■ WORK TO COMPLETE: Count every line in the following entries that holds the word "Parser". Only the number should be given.

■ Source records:
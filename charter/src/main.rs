use anyhow::{Context, Result};
use clap::Parser;
use otogame_charter::audio::AudioData;
use otogame_charter::exporter::{ChartExport, ChartFormat};
use otogame_charter::worker::analyze_bpm_with_fallback;
use otogame_charter::{Charter, CharterConfig, Difficulty};
use std::path::{Path, PathBuf};
use std::sync::Arc;

const DEFAULT_CONFIG_FILE: &str = "otogame.toml";

#[derive(Parser, Debug)]
#[command(author, version, about = "Chart generator for Otogame", long_about = None)]
struct Args {
    /// Path to audio file (WAV)
    #[arg(short, long)]
    audio: PathBuf,

    /// Difficulty to generate (easy, normal, hard, all)
    #[arg(short, long, default_value = "all")]
    difficulty: String,

    /// Skip onset analysis and lay notes on the beat grid
    #[arg(long)]
    bgm: bool,

    /// Random seed; drawn at random when omitted
    #[arg(long)]
    seed: Option<u64>,

    /// Number of lanes (overrides the config file)
    #[arg(long)]
    lanes: Option<usize>,

    /// Chart format (json or chart)
    #[arg(long, default_value = "json")]
    format: String,

    /// Output directory for charts
    #[arg(short, long, default_value = ".")]
    output: PathBuf,

    /// TOML configuration file
    #[arg(short, long)]
    config: Option<PathBuf>,

    /// Only estimate the BPM and print it
    #[arg(long)]
    analyze_only: bool,

    /// Enable verbose logging
    #[arg(short, long)]
    verbose: bool,
}

fn main() -> Result<()> {
    let args = Args::parse();

    let level = if args.verbose { "debug" } else { "info" };
    env_logger::Builder::from_default_env()
        .filter_level(level.parse()?)
        .init();

    let audio = AudioData::load(&args.audio)
        .with_context(|| format!("failed to load {}", args.audio.display()))?;
    log::info!(
        "Loaded {} ({:.1}s, {} Hz, {} ch)",
        args.audio.display(),
        audio.duration(),
        audio.sample_rate,
        audio.channels
    );
    let mono = audio.to_mono();

    if args.analyze_only {
        let samples: Arc<[f32]> = mono.into();
        match analyze_bpm_with_fallback(samples, audio.sample_rate) {
            Some(bpm) => println!("BPM: {}", bpm),
            None => println!("BPM: unknown"),
        }
        return Ok(());
    }

    let format = ChartFormat::parse(&args.format)
        .ok_or_else(|| anyhow::anyhow!("Invalid format: {}", args.format))?;

    let mut config = load_config(args.config.as_deref())?;
    if let Some(lanes) = args.lanes {
        anyhow::ensure!(lanes > 0, "lane count must be at least 1");
        config.lanes = lanes;
    }
    let lanes = config.lanes;

    let seed = args.seed.unwrap_or_else(rand::random);
    log::info!("Seed: {} (pass --seed {} to reproduce)", seed, seed);

    let charter = Charter::new(config);
    let charts = if args.difficulty.eq_ignore_ascii_case("all") {
        charter.generate_all_difficulties(&mono, audio.sample_rate, args.bgm, seed)
    } else {
        let difficulty: Difficulty = args.difficulty.parse()?;
        vec![(
            difficulty,
            charter.synthesize(&mono, audio.sample_rate, difficulty, args.bgm, seed),
        )]
    };

    let title = args
        .audio
        .file_stem()
        .map(|s| s.to_string_lossy().into_owned())
        .unwrap_or_else(|| "untitled".to_string());

    std::fs::create_dir_all(&args.output)?;
    let mut exports = Vec::with_capacity(charts.len());
    for (difficulty, chart) in &charts {
        let export = ChartExport::new(title.clone(), *difficulty, lanes, seed, chart);
        let filename = format!(
            "{}_{}.{}",
            title,
            difficulty.name().to_lowercase(),
            format.extension()
        );
        let output_path = args.output.join(&filename);

        export.save(&output_path, format)?;
        log::info!("Saved {} chart to: {}", difficulty, output_path.display());
        exports.push(export);
    }

    log::info!("Chart generation complete");
    print_summary(&exports);

    Ok(())
}

fn load_config(explicit: Option<&Path>) -> Result<CharterConfig> {
    if let Some(path) = explicit {
        return CharterConfig::load(path)
            .with_context(|| format!("failed to read config {}", path.display()));
    }

    let fallback = Path::new(DEFAULT_CONFIG_FILE);
    if fallback.exists() {
        log::info!("Using {}", DEFAULT_CONFIG_FILE);
        return Ok(CharterConfig::load(fallback)?);
    }

    Ok(CharterConfig::default())
}

fn print_summary(charts: &[ChartExport]) {
    println!("\n=== Chart Summary ===");
    for chart in charts {
        let bpm = chart
            .bpm
            .map(|b| b.to_string())
            .unwrap_or_else(|| "?".to_string());
        println!(
            "{:<8} | {:>4} notes | {:>3} holds | {} BPM | {:?}",
            chart.difficulty,
            chart.notes.len(),
            chart.hold_count(),
            bpm,
            chart.source
        );
    }
    println!("=== End Summary ===\n");
}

■ TASK SOLUTION: 2